A diagnostic evaluation consists of a series of assessments, observations, parent reports, and interviews. The evaluation can assess a range of developmental domains, including speech and language, behavior, attention, and more. Diagnostic evaluations provide information to determine how children learn best. Parents might explore diagnostic evaluations if they suspect that their children are showing signs of developmental delays, learning disabilities, autism, ADHD, or more.

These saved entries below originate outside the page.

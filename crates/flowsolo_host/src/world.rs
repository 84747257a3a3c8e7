// SPDX-License-Identifier: MIT OR Apache-2.0
//! Simulated world backing the standard nodes in a headless run.
//!
//! Cinematics and workspots finish on their own after a configured time; each
//! [`World::advance`] returns the completion and fact-change events the session
//! then broadcasts to the graph. [`WorldState`] carries facts and running
//! timers across a save, so a resumed graph still hears its completions.

use crate::config::WorldSettings;
use flowsolo_graph::{FlowEvent, PinValue, SnapshotError};
use flowsolo_nodes::{
    ActorRoster, CinematicLibrary, CinematicPlayer, FactStore, FactTable, HostServices, PropertyTable,
    ServiceError, WorkspotBoard, WorkspotManager, CINEMATIC_FINISHED, WORKSPOT_FINISHED,
};
use indexmap::IndexMap;
use parking_lot::Mutex;
use serde::{Deserialize, Serialize};
use std::path::{Path, PathBuf};
use std::sync::Arc;
use std::time::Duration;

/// First entity id handed to spawned actors
pub const FIRST_SPAWNED_ENTITY: u64 = 1000;

/// Current world state format version
pub const WORLD_STATE_VERSION: u32 = 1;

/// Saved world: facts and the timers still running
#[derive(Debug, Clone, PartialEq, Serialize, Deserialize)]
pub struct WorldState {
    /// Format version
    pub version: u32,
    /// Fact values
    pub facts: IndexMap<String, i64>,
    /// Playing sequences and their seconds left
    pub cinematics: IndexMap<String, f64>,
    /// Working actors, their workspot and seconds left
    pub workspots: IndexMap<u64, (String, f64)>,
}

impl WorldState {
    /// Encode as compact binary
    pub fn to_bytes(&self) -> Result<Vec<u8>, SnapshotError> {
        Ok(bincode::serialize(self)?)
    }

    /// Decode from compact binary
    pub fn from_bytes(bytes: &[u8]) -> Result<Self, SnapshotError> {
        let state: Self = bincode::deserialize(bytes)?;
        state.check_version()
    }

    /// Encode as readable RON
    pub fn to_ron(&self) -> Result<String, SnapshotError> {
        ron::ser::to_string_pretty(self, ron::ser::PrettyConfig::default())
            .map_err(|e| SnapshotError::Ron(e.to_string()))
    }

    /// Decode from RON
    pub fn from_ron(source: &str) -> Result<Self, SnapshotError> {
        let state: Self = ron::from_str(source).map_err(|e| SnapshotError::Ron(e.to_string()))?;
        state.check_version()
    }

    fn check_version(self) -> Result<Self, SnapshotError> {
        if self.version != WORLD_STATE_VERSION {
            return Err(SnapshotError::Version {
                found: self.version,
                expected: WORLD_STATE_VERSION,
            });
        }
        Ok(self)
    }
}

/// File the world state is kept in, next to the graph snapshot:
/// `state.bin` becomes `state.world.bin`
pub fn world_state_path(snapshot: &Path) -> PathBuf {
    let stem = snapshot
        .file_stem()
        .map(|s| s.to_string_lossy().into_owned())
        .unwrap_or_default();
    let name = match snapshot.extension() {
        Some(ext) => format!("{stem}.world.{}", ext.to_string_lossy()),
        None => format!("{stem}.world"),
    };
    snapshot.with_file_name(name)
}

/// Cinematic player whose sequences end after their configured length
pub struct TimedCinematics {
    library: CinematicLibrary,
    lengths: IndexMap<String, f64>,
    remaining: Mutex<IndexMap<String, f64>>,
}

impl TimedCinematics {
    /// Create a player from sequence lengths in seconds
    pub fn new(lengths: IndexMap<String, f64>) -> Self {
        Self {
            library: CinematicLibrary::new(lengths.keys().cloned()),
            lengths,
            remaining: Mutex::new(IndexMap::new()),
        }
    }

    /// Advance playback; returns the sequences that ended
    pub fn advance(&self, delta: Duration) -> Vec<String> {
        let mut remaining = self.remaining.lock();
        for left in remaining.values_mut() {
            *left -= delta.as_secs_f64();
        }
        let done: Vec<String> = remaining
            .iter()
            .filter(|(_, left)| **left <= 0.0)
            .map(|(name, _)| name.clone())
            .collect();
        for name in &done {
            remaining.shift_remove(name);
            self.library.complete(name);
        }
        done
    }

    fn running(&self) -> IndexMap<String, f64> {
        self.remaining.lock().clone()
    }

    /// Start a sequence with part of its length already played
    fn resume(&self, sequence: &str, left: f64) -> Result<(), ServiceError> {
        self.library.play(sequence)?;
        self.remaining.lock().insert(sequence.to_string(), left);
        Ok(())
    }
}

impl CinematicPlayer for TimedCinematics {
    fn play(&self, sequence: &str) -> Result<(), ServiceError> {
        self.library.play(sequence)?;
        let length = self.lengths.get(sequence).copied().unwrap_or(0.0);
        self.remaining.lock().insert(sequence.to_string(), length);
        Ok(())
    }

    fn stop(&self, sequence: &str) {
        self.remaining.lock().shift_remove(sequence);
        self.library.stop(sequence);
    }

    fn is_playing(&self, sequence: &str) -> bool {
        self.library.is_playing(sequence)
    }
}

/// Workspot manager whose actors leave after a fixed time
pub struct TimedWorkspots {
    board: WorkspotBoard,
    seconds: f64,
    remaining: Mutex<IndexMap<u64, f64>>,
}

impl TimedWorkspots {
    /// Create a manager over the given workspots
    pub fn new(spots: Vec<String>, seconds: f64) -> Self {
        Self {
            board: WorkspotBoard::new(spots),
            seconds,
            remaining: Mutex::new(IndexMap::new()),
        }
    }

    /// Advance time; returns actors that finished working
    pub fn advance(&self, delta: Duration) -> Vec<u64> {
        let mut remaining = self.remaining.lock();
        for left in remaining.values_mut() {
            *left -= delta.as_secs_f64();
        }
        let done: Vec<u64> = remaining
            .iter()
            .filter(|(_, left)| **left <= 0.0)
            .map(|(actor, _)| *actor)
            .collect();
        for actor in &done {
            remaining.shift_remove(actor);
            self.board.stop(*actor, false);
        }
        done
    }

    fn running(&self) -> IndexMap<u64, (String, f64)> {
        self.remaining
            .lock()
            .iter()
            .filter_map(|(actor, left)| Some((*actor, (self.board.current(*actor)?, *left))))
            .collect()
    }

    fn resume(&self, actor: u64, workspot: &str, left: f64) -> Result<(), ServiceError> {
        self.board.start(actor, workspot)?;
        self.remaining.lock().insert(actor, left);
        Ok(())
    }
}

impl WorkspotManager for TimedWorkspots {
    fn start(&self, actor: u64, workspot: &str) -> Result<(), ServiceError> {
        self.board.start(actor, workspot)?;
        self.remaining.lock().insert(actor, self.seconds);
        Ok(())
    }

    fn stop(&self, actor: u64, force: bool) {
        self.remaining.lock().shift_remove(&actor);
        self.board.stop(actor, force);
    }

    fn current(&self, actor: u64) -> Option<String> {
        self.board.current(actor)
    }
}

/// All simulated services of one host session
pub struct World {
    /// World facts
    pub facts: Arc<FactTable>,
    /// Cinematic playback
    pub cinematics: Arc<TimedCinematics>,
    /// Entity properties
    pub properties: Arc<PropertyTable>,
    /// Workspots
    pub workspots: Arc<TimedWorkspots>,
    /// Spawned actors
    pub actors: Arc<ActorRoster>,
}

impl World {
    /// Build the world from config
    pub fn new(settings: &WorldSettings) -> Self {
        let facts = Arc::new(FactTable::new());
        for (fact, value) in &settings.facts {
            facts.set(fact, *value);
        }
        // Initial facts are not news to anyone.
        facts.take_changes();

        Self {
            facts,
            cinematics: Arc::new(TimedCinematics::new(settings.cinematics.clone())),
            properties: Arc::new(PropertyTable::default()),
            workspots: Arc::new(TimedWorkspots::new(
                settings.workspots.clone(),
                settings.workspot_seconds,
            )),
            actors: Arc::new(ActorRoster::new(
                settings.actor_classes.iter().cloned(),
                FIRST_SPAWNED_ENTITY,
            )),
        }
    }

    /// Service handles for the node library
    pub fn services(&self) -> HostServices {
        HostServices {
            facts: self.facts.clone(),
            cinematics: self.cinematics.clone(),
            properties: self.properties.clone(),
            workspots: self.workspots.clone(),
            spawner: self.actors.clone(),
        }
    }

    /// Advance simulated time and collect the resulting events
    pub fn advance(&self, delta: Duration) -> Vec<FlowEvent> {
        let mut events = Vec::new();
        for sequence in self.cinematics.advance(delta) {
            tracing::info!(%sequence, "cinematic finished");
            events.push(FlowEvent::new(CINEMATIC_FINISHED).with("sequence", sequence));
        }
        for actor in self.workspots.advance(delta) {
            tracing::info!(actor, "workspot finished");
            events.push(FlowEvent::new(WORKSPOT_FINISHED).with("actor", PinValue::Entity(actor)));
        }
        events.extend(self.pending_fact_events());
        events
    }

    /// Change events for facts written since the last call
    pub fn pending_fact_events(&self) -> Vec<FlowEvent> {
        self.facts.take_events()
    }

    /// Capture facts and running timers
    pub fn capture_state(&self) -> WorldState {
        WorldState {
            version: WORLD_STATE_VERSION,
            facts: self.facts.entries(),
            cinematics: self.cinematics.running(),
            workspots: self.workspots.running(),
        }
    }

    /// Put saved facts and timers back without raising change events.
    /// Timers for sequences or workspots this world does not know are
    /// dropped with a warning.
    pub fn restore_state(&self, state: &WorldState) {
        for (fact, value) in &state.facts {
            self.facts.set(fact, *value);
        }
        self.facts.take_changes();

        for (sequence, left) in &state.cinematics {
            if let Err(err) = self.cinematics.resume(sequence, *left) {
                tracing::warn!(%sequence, %err, "saved cinematic not resumed");
            }
        }
        for (actor, (workspot, left)) in &state.workspots {
            if let Err(err) = self.workspots.resume(*actor, workspot, *left) {
                tracing::warn!(actor, %workspot, %err, "saved workspot not resumed");
            }
        }
    }
}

The diagnostic process includes three steps:
- Intake: Collecting information about the child prior to testing
- Testing: Diagnostic evaluation
- Feedback Meeting: Parents/caregivers are invited to a feedback meeting after the evaluation process is finished to discuss the results of the diagnostic evaluation with the psychologist
The diagnostic evaluation process is one-on-one testing with your child and the psychologist. Parents are not present during the testing. The exception to this rule is if a child is taking the ADOS. One component of the ADOS evaluation requires parental supervision for children under the age of five.
Parents are required to stay in the clinic if their child is not potty-trained. Bathroom breaks must be completed independently by the child or with the assistance of a parent/caregiver.
Areas of expertise: autism, ADHD, learning disabilities, mood disorders (e.g., anxiety, depression), behavioral disorders or dysregulation, neurodevelopmental disorders (e.g., global delays), and more.